Durante as oito horas de caminhada, isso pode ser aprendido concretamente. Entende-se que é possível caminhar com segurança também de noite no escuro, se estamos dentro de uma companhia apaixonada pelo destino. Como na vida, também durante a noite as dificuldades não faltam: todos precisam de uma luz para iluminar o passo que pode tornar-se inseguro por causa de um imprevisto, ou pelo cansaço que poderia também prevalecer, se a voz que guia o gesto não o reanimasse com palavras de encorajamento, com o convite a orar, a cantar ou a escutar um testemunho que abre o seu coração. E você percebe que você mesmo pode tornar-se, durante essa caminhada, testemunha para si mesmo e para os outros: encontra a força de prosseguir, a dor nas pernas ou nos pés não o determinam, consegue sorrir para as pessoas que, até alta noite, nas encruzilhadas ou à beira das estradas dos povoados que se atravessam, se reúnem para ver os peregrinos. Há quem abra para eles a sua casa, oferecendo um gole d’água; alguns participam acompanhando as orações e as invocações. E você se pergunta por que o fazem depois que já viram esta cena trinta e cinco vezes, o que eles veem nessas milhares de pessoas que dedicam um fim de semana para encontrar Nossa Senhora de Loreto? Assim, você, com todos os seus limites, a sua distração, o seu cansaço, torna-se para eles testemunha de Outro alguém: renova-se neles a memória de uma fé ainda radicada no coração, ou, em outros casos, você contribuiu a provocar uma pergunta: “Quem e o que move estas pessoas que chegam até aqui de toda parte da Itália e também do exterior?”. Torna a pergunta-título da peregrinação: “ De que precisamos para viver?”.
No começo do caminho, a todos foi distribuído um cartãozinho com a mensagem que padre Julián Carrón enviou aos participantes. “Eis do que precisamos para viver: que o Mistério se faça companheiro da nossa vida, como aconteceu com Zaqueu e Madalena.
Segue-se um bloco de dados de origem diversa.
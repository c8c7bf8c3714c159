//! Dashboard aggregates

use rust_decimal::Decimal;
use serde::{Deserialize, Serialize};

/// Precomputed figures for the KPI cards; absent values read as zero
#[derive(Debug, Clone, Default, PartialEq, Serialize, Deserialize)]
#[serde(default)]
pub struct Kpis {
    pub total_projects: u64,
    pub total_invoices: u64,
    pub pending_payments: Decimal,
    pub cash_balance: Decimal,
    pub total_expenses: Decimal,
    pub high_risk_projects: u64,
}

#[derive(Debug, Clone, PartialEq, Serialize, Deserialize)]
pub struct Alert {
    #[serde(rename = "type")]
    pub kind: String,
    #[serde(default)]
    pub severity: String,
    #[serde(default)]
    pub message: String,
}

impl Alert {
    /// Headline shown above the message, e.g. `overdue_invoice` -> `OVERDUE INVOICE`
    pub fn title(&self) -> String {
        self.kind.replace('_', " ").to_uppercase()
    }
}

/// One bar of the cash-flow chart
#[derive(Debug, Clone, PartialEq, Serialize, Deserialize)]
pub struct CashFlowPoint {
    pub date: String,
    #[serde(default)]
    pub inflow: Decimal,
    #[serde(default)]
    pub outflow: Decimal,
}

impl CashFlowPoint {
    pub fn net(&self) -> Decimal {
        self.inflow - self.outflow
    }
}

/// Insight payloads (risk, forecast, health) are passed through as-is
pub type Insight = serde_json::Value;

#[cfg(test)]
mod tests {
    use super::*;

    #[test]
    fn test_partial_kpis() {
        let kpis: Kpis = serde_json::from_str(r#"{"total_projects":4}"#).unwrap();
        assert_eq!(kpis.total_projects, 4);
        assert_eq!(kpis.cash_balance, Decimal::ZERO);
    }

    #[test]
    fn test_alert_title() {
        let alert = Alert {
            kind: "budget_over_run".to_string(),
            severity: "high".to_string(),
            message: "Project X is over budget".to_string(),
        };
        assert_eq!(alert.title(), "BUDGET OVER RUN");
    }
}
//! Backend Client
//!
//! The HTTP layer every resource module goes through.
//!
//! - [`ApiRequest`]: plain description of one call (verb, path, query, body)
//! - [`HttpClient`]: sends descriptions against the configured base URL,
//!   attaching the session's bearer token
//! - [`ClientError`]: network vs. HTTP status failures

mod error;
mod http;
mod request;

pub use error::{ClientError, ClientResult};
pub use http::HttpClient;
pub use request::{segment, ApiRequest, ApiResponse, Method};
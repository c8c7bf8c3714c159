//! # LedgerDesk
//!
//! Client and view-model layer for the ERP finance backend: login, dashboard
//! KPIs, chart of accounts, invoices, user management and audit logs.
//!
//! ## Data Flow
//!
//! page view-model → resource API module → [`HttpClient`] → backend.
//! Responses come back and replace the page's list state wholesale.
//!
//! ## Modules
//!
//! - [`client`]: shared HTTP client with bearer-token injection
//! - [`api`]: one namespace per backend resource, mapping calls to requests
//! - [`models`]: typed entities
//! - [`session`]: explicit session context and its persistence
//! - [`access`]: role → capability table
//! - [`router`]: route table, session guard and shell
//! - [`pages`]: per-screen view-models
//! - [`config`]: TOML + environment configuration
//!
//! ## Quick Start
//!
//! ```rust,no_run
//! use std::sync::Arc;
//! use ledgerdesk::pages::{DashboardPage, LoginPage, Page};
//! use ledgerdesk::{ApiConfig, FileSessionStore, HttpClient, SessionContext};
//!
//! #[tokio::main]
//! async fn main() -> Result<(), Box<dyn std::error::Error>> {
//!     let store = Arc::new(FileSessionStore::new("/tmp/ledgerdesk-session.json"));
//!     let session = SessionContext::restore(store.as_ref()).await?;
//!     let client = HttpClient::new(&ApiConfig::default(), session.clone())?;
//!
//!     if !session.is_authenticated() {
//!         let mut login = LoginPage::new(client.clone(), store.clone());
//!         login.draft_mut().email = "admin@example.com".to_string();
//!         login.draft_mut().password = "secret".to_string();
//!         login.submit().await;
//!     }
//!
//!     let mut dashboard = DashboardPage::new(client);
//!     dashboard.load().await;
//!     println!("Cash balance: {}", dashboard.kpi_values().cash_balance);
//!
//!     Ok(())
//! }
//! ```

pub mod access;
pub mod api;
pub mod client;
pub mod config;
pub mod models;
pub mod pages;
pub mod router;
pub mod session;

#[cfg(test)]
mod testing;

pub use access::{Capability, Role};

pub use client::{ApiRequest, ApiResponse, ClientError, ClientResult, HttpClient, Method};

pub use config::{generate_default_config, ApiConfig, Config, ConfigError, LoggingConfig};

pub use pages::{FormPage, LoadScope, Outcome, Page, PageState, Slice, Submission};

pub use router::{guard, resolve, Navigation, Route, Shell};

pub use session::{
    FileSessionStore, MemorySessionStore, Session, SessionContext, SessionError, SessionStore,
    SessionUser,
};
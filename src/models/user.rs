//! Users and credentials

use serde::{Deserialize, Serialize};

use super::Id;
use crate::access::Role;

#[derive(Debug, Clone, PartialEq, Serialize, Deserialize)]
pub struct User {
    pub id: Id,
    pub name: String,
    pub email: String,
    #[serde(default)]
    pub role: Role,
    #[serde(default)]
    pub is_active: bool,
}

impl User {
    pub fn status_label(&self) -> &'static str {
        if self.is_active {
            "Active"
        } else {
            "Inactive"
        }
    }
}

/// Body of `POST /users/login`
#[derive(Debug, Clone, Default, PartialEq, Serialize)]
pub struct Credentials {
    pub email: String,
    pub password: String,
}

/// Body of `POST /users/register` from the sign-up page
#[derive(Debug, Clone, Default, PartialEq, Serialize)]
pub struct Registration {
    pub name: String,
    pub email: String,
    pub password: String,
}

/// Body of `POST /users/register` from user management, with a role
#[derive(Debug, Clone, Default, PartialEq, Serialize)]
pub struct NewUser {
    pub name: String,
    pub email: String,
    pub password: String,
    pub role: Role,
}

/// Body of `PUT /users/:id`; unset fields are left alone
#[derive(Debug, Clone, Default, PartialEq, Serialize)]
pub struct UserUpdate {
    #[serde(skip_serializing_if = "Option::is_none")]
    pub name: Option<String>,
    #[serde(skip_serializing_if = "Option::is_none")]
    pub email: Option<String>,
    #[serde(skip_serializing_if = "Option::is_none")]
    pub role: Option<Role>,
    #[serde(skip_serializing_if = "Option::is_none")]
    pub is_active: Option<bool>,
}

#[cfg(test)]
mod tests {
    use super::*;
    use serde_json::json;

    #[test]
    fn test_new_user_default_role() {
        let body = serde_json::to_value(NewUser::default()).unwrap();
        assert_eq!(body["role"], "user");
    }

    #[test]
    fn test_update_skips_unset() {
        let update = UserUpdate {
            is_active: Some(false),
            ..Default::default()
        };
        assert_eq!(serde_json::to_value(update).unwrap(), json!({"is_active": false}));
    }

    #[test]
    fn test_status_label() {
        let user: User = serde_json::from_value(json!({
            "id": 2, "name": "Bo", "email": "bo@example.com", "role": "Admin", "is_active": true
        }))
        .unwrap();
        assert_eq!(user.status_label(), "Active");
    }
}
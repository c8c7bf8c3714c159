//! Roles and Capabilities
//!
//! The backend hands every user a role string. The client maps each role to
//! a fixed set of capabilities here, once, and everything else asks for a
//! capability instead of comparing role strings.

use serde::{Deserialize, Serialize};
use std::fmt;

/// User role as issued by the backend
///
/// Matching is exact and case-sensitive: `"admin"` is not `"Admin"`.
#[derive(Debug, Clone, Default, PartialEq, Eq, Hash, Serialize, Deserialize)]
#[serde(from = "String", into = "String")]
pub enum Role {
    #[default]
    User,
    Admin,
    FinanceManager,
    ProjectManager,
    /// Any role string the client does not know about
    Other(String),
}

/// Something a signed-in user may do in the shell
#[derive(Debug, Clone, Copy, PartialEq, Eq, Hash)]
pub enum Capability {
    ViewDashboard,
    ManageAccounts,
    ManageInvoices,
    ManageUsers,
    ViewAuditLogs,
}

const BASE_CAPABILITIES: &[Capability] = &[
    Capability::ViewDashboard,
    Capability::ManageAccounts,
    Capability::ManageInvoices,
];

const ADMIN_CAPABILITIES: &[Capability] = &[
    Capability::ViewDashboard,
    Capability::ManageAccounts,
    Capability::ManageInvoices,
    Capability::ManageUsers,
    Capability::ViewAuditLogs,
];

impl Role {
    /// Roles offered when creating a user
    pub const ASSIGNABLE: [Role; 4] = [
        Role::User,
        Role::Admin,
        Role::FinanceManager,
        Role::ProjectManager,
    ];

    pub fn as_str(&self) -> &str {
        match self {
            Role::User => "user",
            Role::Admin => "Admin",
            Role::FinanceManager => "Finance Manager",
            Role::ProjectManager => "Project Manager",
            Role::Other(s) => s,
        }
    }

    /// Capabilities granted to this role
    pub fn capabilities(&self) -> &'static [Capability] {
        match self {
            Role::Admin => ADMIN_CAPABILITIES,
            Role::User | Role::FinanceManager | Role::ProjectManager | Role::Other(_) => {
                BASE_CAPABILITIES
            }
        }
    }

    pub fn can(&self, capability: Capability) -> bool {
        self.capabilities().contains(&capability)
    }
}

impl From<String> for Role {
    fn from(s: String) -> Self {
        match s.as_str() {
            "user" => Role::User,
            "Admin" => Role::Admin,
            "Finance Manager" => Role::FinanceManager,
            "Project Manager" => Role::ProjectManager,
            _ => Role::Other(s),
        }
    }
}

impl From<&str> for Role {
    fn from(s: &str) -> Self {
        Role::from(s.to_string())
    }
}

impl From<Role> for String {
    fn from(role: Role) -> Self {
        match role {
            Role::Other(s) => s,
            known => known.as_str().to_string(),
        }
    }
}

impl fmt::Display for Role {
    fn fmt(&self, f: &mut fmt::Formatter<'_>) -> fmt::Result {
        f.write_str(self.as_str())
    }
}
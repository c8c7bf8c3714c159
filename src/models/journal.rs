//! Double-entry journal

use chrono::NaiveDate;
use rust_decimal::Decimal;
use serde::{Deserialize, Serialize};

use super::{lenient_date, Id};

#[derive(Debug, Clone, PartialEq, Serialize, Deserialize)]
pub struct JournalLine {
    pub account_id: Id,
    #[serde(default)]
    pub debit: Decimal,
    #[serde(default)]
    pub credit: Decimal,
    #[serde(default, skip_serializing_if = "Option::is_none")]
    pub description: Option<String>,
}

#[derive(Debug, Clone, PartialEq, Serialize, Deserialize)]
pub struct JournalEntry {
    pub id: Id,
    #[serde(deserialize_with = "lenient_date::deserialize")]
    pub entry_date: NaiveDate,
    #[serde(default)]
    pub description: String,
    #[serde(default)]
    pub status: String,
    #[serde(default)]
    pub lines: Vec<JournalLine>,
}

/// Body of `POST /finance/journal-entries`
#[derive(Debug, Clone, PartialEq, Serialize)]
pub struct NewJournalEntry {
    pub entry_date: NaiveDate,
    pub description: String,
    pub lines: Vec<JournalLine>,
}

impl NewJournalEntry {
    /// Debits equal credits
    pub fn is_balanced(&self) -> bool {
        let debits: Decimal = self.lines.iter().map(|l| l.debit).sum();
        let credits: Decimal = self.lines.iter().map(|l| l.credit).sum();
        debits == credits
    }
}
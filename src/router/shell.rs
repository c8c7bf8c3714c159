//! Application shell
//!
//! Navigation chrome around every protected page: brand, signed-in user,
//! menu and logout.

use std::sync::Arc;

use super::Route;
use crate::session::{SessionContext, SessionStore};

pub const BRAND: &str = "ERP Finance";

/// Menu order
const MENU: [Route; 5] = [
    Route::Dashboard,
    Route::Accounts,
    Route::Invoices,
    Route::Users,
    Route::AuditLogs,
];

#[derive(Debug, Clone, Copy, PartialEq, Eq)]
pub struct NavLink {
    pub label: &'static str,
    pub route: Route,
}

pub struct Shell {
    session: SessionContext,
    store: Arc<dyn SessionStore>,
    sidebar_open: bool,
}

impl Shell {
    pub fn new(session: SessionContext, store: Arc<dyn SessionStore>) -> Self {
        Self {
            session,
            store,
            sidebar_open: true,
        }
    }

    /// Display name of the signed-in user
    pub fn user_name(&self) -> Option<String> {
        self.session.user().map(|u| u.name)
    }

    /// Menu entries the current role may see
    pub fn nav_links(&self) -> Vec<NavLink> {
        MENU.into_iter()
            .filter(|route| route.capability().is_some_and(|c| self.session.can(c)))
            .map(|route| NavLink {
                label: route.title(),
                route,
            })
            .collect()
    }

    pub fn sidebar_open(&self) -> bool {
        self.sidebar_open
    }

    pub fn toggle_sidebar(&mut self) {
        self.sidebar_open = !self.sidebar_open;
    }

    /// Destroy the session and clear storage; always lands on the login route
    pub async fn logout(&self) -> Route {
        if let Err(e) = self.session.logout(self.store.as_ref()).await {
            tracing::warn!(error = %e, "Failed to clear stored session");
        }
        Route::Login
    }
}

#[cfg(test)]
mod tests {
    use super::*;
    use crate::router::{guard, Navigation};
    use crate::session::{test_session, MemorySessionStore};

    fn shell_for(role: &str) -> Shell {
        Shell::new(
            SessionContext::with_session(test_session(role)),
            Arc::new(MemorySessionStore::default()),
        )
    }

    fn labels(shell: &Shell) -> Vec<&'static str> {
        shell.nav_links().into_iter().map(|l| l.label).collect()
    }

    #[test]
    fn test_admin_links_for_admin_only() {
        assert_eq!(
            labels(&shell_for("Admin")),
            vec!["Dashboard", "Chart of Accounts", "Invoices", "User Management", "Audit Logs"]
        );

        for role in ["user", "Finance Manager", "Project Manager", "admin", "ADMIN", ""] {
            assert_eq!(
                labels(&shell_for(role)),
                vec!["Dashboard", "Chart of Accounts", "Invoices"],
                "role {:?}",
                role
            );
        }
    }

    #[test]
    fn test_sidebar_toggle() {
        let mut shell = shell_for("user");
        assert!(shell.sidebar_open());
        shell.toggle_sidebar();
        assert!(!shell.sidebar_open());
    }

    #[tokio::test]
    async fn test_logout() {
        let session = SessionContext::with_session(test_session("Admin"));
        let store = Arc::new(MemorySessionStore::default());
        store.save(&test_session("Admin")).await.unwrap();

        let shell = Shell::new(session.clone(), store.clone());
        assert_eq!(shell.user_name().as_deref(), Some("Test User"));

        assert_eq!(shell.logout().await, Route::Login);
        assert!(!session.is_authenticated());
        assert_eq!(store.load().await.unwrap(), None);
        assert_eq!(guard(Route::Dashboard, &session), Navigation::Redirect(Route::Login));
    }
}
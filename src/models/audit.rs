//! Audit trail entries

use chrono::{DateTime, Utc};
use serde::{Deserialize, Serialize};

use super::Id;

#[derive(Debug, Clone, PartialEq, Serialize, Deserialize)]
pub struct AuditLogEntry {
    pub id: Id,
    pub created_at: DateTime<Utc>,
    #[serde(default)]
    pub user_name: Option<String>,
    pub action: String,
    pub entity_type: String,
    #[serde(default)]
    pub entity_id: Option<Id>,
    #[serde(default)]
    pub ip_address: Option<String>,
}

impl AuditLogEntry {
    /// Who did it; entries without a user were written by the system
    pub fn actor(&self) -> &str {
        self.user_name.as_deref().unwrap_or("System")
    }
}

/// Response of `GET /admin/audit-logs`
#[derive(Debug, Clone, Default, PartialEq, Deserialize)]
pub struct AuditLogPage {
    #[serde(default)]
    pub logs: Vec<AuditLogEntry>,
    #[serde(default)]
    pub total: u64,
}

/// Body of `POST /admin/audit-logs`
#[derive(Debug, Clone, PartialEq, Serialize)]
pub struct NewAuditLog {
    pub action: String,
    pub entity_type: String,
    #[serde(skip_serializing_if = "Option::is_none")]
    pub entity_id: Option<Id>,
    #[serde(skip_serializing_if = "Option::is_none")]
    pub details: Option<serde_json::Value>,
}

#[cfg(test)]
mod tests {
    use super::*;

    #[test]
    fn test_system_actor() {
        let page: AuditLogPage = serde_json::from_str(
            r#"{"logs":[{"id":1,"created_at":"2024-02-01T09:30:00Z","user_name":null,
                "action":"CREATE","entity_type":"invoice","entity_id":12,"ip_address":"10.0.0.1"}],
                "total":1}"#,
        )
        .unwrap();
        assert_eq!(page.total, 1);
        assert_eq!(page.logs[0].actor(), "System");
    }
}
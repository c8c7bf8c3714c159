//! Configuration System
//!
//! Handles loading configuration from files and environment variables.
//! Supports TOML config files and environment variable overrides.

use serde::Deserialize;
use std::path::{Path, PathBuf};

/// Main configuration structure
#[derive(Debug, Clone, Default, Deserialize)]
pub struct Config {
    #[serde(default)]
    pub api: ApiConfig,

    #[serde(default)]
    pub session: SessionConfig,

    #[serde(default)]
    pub audit: AuditConfig,

    #[serde(default)]
    pub logging: LoggingConfig,
}

/// Backend connection configuration
#[derive(Debug, Clone, Deserialize)]
pub struct ApiConfig {
    #[serde(default = "default_base_url")]
    pub base_url: String,

    /// Per-request timeout; unset means requests wait indefinitely
    #[serde(default)]
    pub request_timeout_secs: Option<u64>,
}

fn default_base_url() -> String {
    "http://localhost:5000/api".to_string()
}

impl Default for ApiConfig {
    fn default() -> Self {
        Self {
            base_url: default_base_url(),
            request_timeout_secs: None,
        }
    }
}

impl ApiConfig {
    /// Config pointing at a specific backend
    pub fn with_base_url(base_url: impl Into<String>) -> Self {
        Self {
            base_url: base_url.into(),
            ..Self::default()
        }
    }
}

/// Session persistence configuration
#[derive(Debug, Clone, Deserialize)]
pub struct SessionConfig {
    #[serde(default = "default_session_path")]
    pub path: String,
}

fn default_session_path() -> String {
    dirs::data_local_dir()
        .map(|p| p.join("ledgerdesk").join("session.json").to_string_lossy().to_string())
        .unwrap_or_else(|| "./ledgerdesk_session.json".to_string())
}

impl Default for SessionConfig {
    fn default() -> Self {
        Self {
            path: default_session_path(),
        }
    }
}

/// Audit log view configuration
#[derive(Debug, Clone, Deserialize)]
pub struct AuditConfig {
    #[serde(default = "default_page_size")]
    pub page_size: u32,
}

fn default_page_size() -> u32 {
    50
}

impl Default for AuditConfig {
    fn default() -> Self {
        Self {
            page_size: default_page_size(),
        }
    }
}

/// Logging configuration
#[derive(Debug, Clone, Deserialize)]
pub struct LoggingConfig {
    #[serde(default = "default_log_level")]
    pub level: String,

    #[serde(default = "default_log_format")]
    pub format: String,
}

fn default_log_level() -> String {
    "info".to_string()
}

fn default_log_format() -> String {
    "pretty".to_string()
}

impl Default for LoggingConfig {
    fn default() -> Self {
        Self {
            level: default_log_level(),
            format: default_log_format(),
        }
    }
}

impl Config {
    /// Load configuration from a file
    pub fn load(path: &Path) -> Result<Self, ConfigError> {
        let content = std::fs::read_to_string(path).map_err(|e| ConfigError::Io {
            path: path.to_path_buf(),
            error: e.to_string(),
        })?;

        Self::parse(&content).map_err(|error| ConfigError::Parse {
            path: path.to_path_buf(),
            error,
        })
    }

    fn parse(content: &str) -> Result<Self, String> {
        let mut config: Self = toml::from_str(content).map_err(|e| e.to_string())?;
        config.session.path = expand_home(&config.session.path);
        Ok(config)
    }

    /// Load configuration from environment variables only
    pub fn from_env() -> Self {
        let mut config = Config::default();
        config.apply_env_overrides();
        config
    }

    /// Load configuration with environment variable overrides
    pub fn load_with_env(path: &Path) -> Result<Self, ConfigError> {
        let mut config = Self::load(path)?;
        config.apply_env_overrides();
        Ok(config)
    }

    /// Load from default locations or environment
    pub fn load_default() -> Self {
        let config_paths = [
            dirs::config_dir().map(|p| p.join("ledgerdesk").join("config.toml")),
            Some(PathBuf::from("/etc/ledgerdesk/config.toml")),
            Some(PathBuf::from("./ledgerdesk.toml")),
        ];

        for path_opt in config_paths.iter().flatten() {
            if path_opt.exists() {
                match Self::load_with_env(path_opt) {
                    Ok(config) => {
                        tracing::info!("Loaded config from {:?}", path_opt);
                        return config;
                    }
                    Err(e) => {
                        tracing::warn!("Failed to load config from {:?}: {}", path_opt, e);
                    }
                }
            }
        }

        tracing::debug!("Using default config with environment overrides");
        Self::from_env()
    }

    /// Apply environment variable overrides to an existing config
    fn apply_env_overrides(&mut self) {
        self.apply_overrides(|key| std::env::var(key).ok());
    }

    fn apply_overrides(&mut self, var: impl Fn(&str) -> Option<String>) {
        if let Some(url) = var("LEDGERDESK_API_URL") {
            self.api.base_url = url;
        }
        if let Some(path) = var("LEDGERDESK_SESSION_PATH") {
            self.session.path = expand_home(&path);
        }
        if let Some(level) = var("LEDGERDESK_LOG_LEVEL") {
            self.logging.level = level;
        }
        if let Some(format) = var("LEDGERDESK_LOG_FORMAT") {
            self.logging.format = format;
        }
    }
}

/// Resolve a leading `~/` against the home directory
fn expand_home(path: &str) -> String {
    match (path.strip_prefix("~/"), dirs::home_dir()) {
        (Some(rest), Some(home)) => home.join(rest).to_string_lossy().to_string(),
        _ => path.to_string(),
    }
}

/// Configuration errors
#[derive(Debug, thiserror::Error)]
pub enum ConfigError {
    #[error("Failed to read config file {path:?}: {error}")]
    Io { path: PathBuf, error: String },

    #[error("Failed to parse config file {path:?}: {error}")]
    Parse { path: PathBuf, error: String },
}

/// Generate a default config file content
pub fn generate_default_config() -> String {
    r#"# LedgerDesk Configuration
#
# Environment variables override these settings:
# - LEDGERDESK_API_URL
# - LEDGERDESK_SESSION_PATH
# - LEDGERDESK_LOG_LEVEL
# - LEDGERDESK_LOG_FORMAT

[api]
# Backend base URL; every endpoint path is appended to it
base_url = "http://localhost:5000/api"

# Optional per-request timeout in seconds (unset = wait indefinitely)
# request_timeout_secs = 30

[session]
# Where the signed-in session (token + user) is kept between runs.
# Defaults to the platform data directory; a leading ~/ is expanded.
# path = "~/.local/share/ledgerdesk/session.json"

[audit]
# Audit log rows per page
page_size = 50

[logging]
# Log level: trace, debug, info, warn, error
level = "info"

# Log format: pretty (for development) or json (for production)
format = "pretty"
"#
    .to_string()
}
pub mod check;
pub mod error;
pub mod id;
pub mod model;
pub mod props;
pub mod registry;
pub mod snapshot;
pub mod template;
pub mod tree;

pub use check::{TreeDiagnostic, check_tree};
pub use error::{PropError, SnapshotError, TreeError};
pub use id::NodeId;
pub use model::*;
pub use props::{resolve_props, validate_prop};
pub use registry::{
    ComponentCategory, ComponentRegistry, ComponentSchema, PropKind, PropSpec, StaticRegistry,
    builtin_registry,
};
pub use template::{ComponentTemplate, instantiate_template};
pub use tree::Tree;
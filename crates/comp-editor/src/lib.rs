pub mod compose;
pub mod config;
pub mod engine;
pub mod query;
pub mod selection;
pub mod shortcuts;
pub mod storage;

pub use config::EditorConfig;
pub use engine::{EditCommand, EditError, EditOutcome, Editor};
pub use selection::Selection;
pub use shortcuts::{ShortcutAction, ShortcutMap};
pub use storage::{MemoryStorage, StorageError, TreeStorage};
//! Property helpers for the editing form: presentation defaults and
//! schema checks on writes.

use crate::error::PropError;
use crate::model::{ComponentNode, PropValue, Props};
use crate::registry::{ComponentRegistry, PropKind};

/// Props as they should be presented: stored values, plus registry
/// defaults for required props that were never set. Never persisted.
pub fn resolve_props(registry: &dyn ComponentRegistry, node: &ComponentNode) -> Props {
    let mut resolved = node.props.clone();
    if let Some(schema) = registry.schema(&node.component_type) {
        for name in schema.props.keys() {
            if resolved.contains_key(name) {
                continue;
            }
            if let Some(default) = registry.default_value(&node.component_type, name) {
                resolved.insert(name.clone(), default);
            }
        }
    }
    resolved
}

/// Check that `value` may be stored under `prop` for `component_type`.
pub fn validate_prop(
    registry: &dyn ComponentRegistry,
    component_type: &str,
    prop: &str,
    value: &PropValue,
) -> Result<(), PropError> {
    let schema = registry
        .schema(component_type)
        .ok_or_else(|| PropError::UnknownComponent(component_type.to_string()))?;
    let spec = schema
        .props
        .get(prop)
        .ok_or_else(|| PropError::UnknownProp {
            component: component_type.to_string(),
            prop: prop.to_string(),
        })?;

    let kind_matches = matches!(
        (&spec.kind, value),
        (PropKind::Bool, PropValue::Bool(_))
            | (PropKind::Number, PropValue::Number(_))
            | (PropKind::String, PropValue::String(_))
            | (PropKind::Enum { .. }, PropValue::String(_))
            | (PropKind::Array, PropValue::StringArray(_))
    );
    if !kind_matches {
        return Err(PropError::WrongKind {
            prop: prop.to_string(),
            expected: spec.kind.name(),
            found: value.kind_name(),
        });
    }

    if let PropValue::Number(n) = value
        && !n.is_finite()
    {
        return Err(PropError::NotFinite {
            prop: prop.to_string(),
        });
    }

    if let (PropKind::Enum { values }, PropValue::String(s)) = (&spec.kind, value)
        && !values.iter().any(|v| v == s)
    {
        return Err(PropError::NotAllowed {
            prop: prop.to_string(),
            value: s.clone(),
        });
    }
    Ok(())
}

#[cfg(test)]
mod tests {
    use super::*;
    use crate::id::NodeId;
    use crate::registry::builtin_registry;

    #[test]
    fn resolve_fills_required_only() {
        let reg = builtin_registry();
        let mut alert = ComponentNode::leaf(NodeId::intern("alert"), "Alert");
        alert.props.insert("content".into(), "Saved".into());

        let props = resolve_props(&reg, &alert);
        assert_eq!(props.get("content"), Some(&PropValue::from("Saved")));
        assert_eq!(props.get("severity"), Some(&PropValue::from("success")));
        // Stored props are untouched.
        assert_eq!(alert.props.len(), 1);

        let button = ComponentNode::leaf(NodeId::intern("btn"), "Button");
        let props = resolve_props(&reg, &button);
        assert!(props.contains_key("content"));
        assert!(!props.contains_key("disabled"));
    }

    #[test]
    fn resolve_unknown_type_keeps_stored() {
        let reg = builtin_registry();
        let mut node = ComponentNode::leaf(NodeId::intern("odd"), "Mystery");
        node.props.insert("x".into(), PropValue::Number(1.0));
        assert_eq!(resolve_props(&reg, &node), node.props);
    }

    #[test]
    fn validate_checks_kind_and_enum() {
        let reg = builtin_registry();
        assert!(validate_prop(&reg, "LayoutFlex", "gap", &PropValue::Number(8.0)).is_ok());
        assert!(validate_prop(&reg, "LayoutFlex", "flexDirection", &"column".into()).is_ok());
        assert_eq!(
            validate_prop(&reg, "LayoutFlex", "flexDirection", &"diagonal".into()),
            Err(PropError::NotAllowed {
                prop: "flexDirection".into(),
                value: "diagonal".into()
            })
        );
        assert_eq!(
            validate_prop(&reg, "LayoutFlex", "gap", &"8px".into()),
            Err(PropError::WrongKind {
                prop: "gap".into(),
                expected: "number",
                found: "string"
            })
        );
        assert!(matches!(
            validate_prop(&reg, "LayoutFlex", "color", &"red".into()),
            Err(PropError::UnknownProp { .. })
        ));
        assert!(matches!(
            validate_prop(&reg, "Nope", "x", &PropValue::Bool(true)),
            Err(PropError::UnknownComponent(_))
        ));
    }

    #[test]
    fn validate_rejects_non_finite_numbers() {
        let reg = builtin_registry();
        for n in [f64::INFINITY, f64::NEG_INFINITY, f64::NAN] {
            assert_eq!(
                validate_prop(&reg, "LayoutFlex", "gap", &PropValue::Number(n)),
                Err(PropError::NotFinite { prop: "gap".into() })
            );
        }
        assert!(validate_prop(&reg, "LayoutFlex", "gap", &PropValue::Number(-0.5)).is_ok());
    }
}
Pobres como nós, frágeis como todos, às voltas com as urgências da vida, incapazes de obterem o que desejavam, mas Deus teve piedade deles, não os abandonou ao medo e à solidão.” (…) Desejo-vos que caminhem sustentados nas dificuldades pela certeza que nos testemunha o Papa Francisco: “Aos seus discípulos missionários Jesus diz: “Eu estarei sempre convosco, todos os dias, até ao fim do mundo” (v. 20). Sozinhos, sem Jesus, nada podemos fazer! Na obra apostólica só as nossas forças, os nossos recursos, as nossas estruturas não são suficientes, embora sejam necessárias. Sem a presença do Senhor e sem a força do seu Espírito o nosso trabalho, mesmo se bem organizado, resulta ineficaz. E assim vamos dizer ao povo quem é Jesus”.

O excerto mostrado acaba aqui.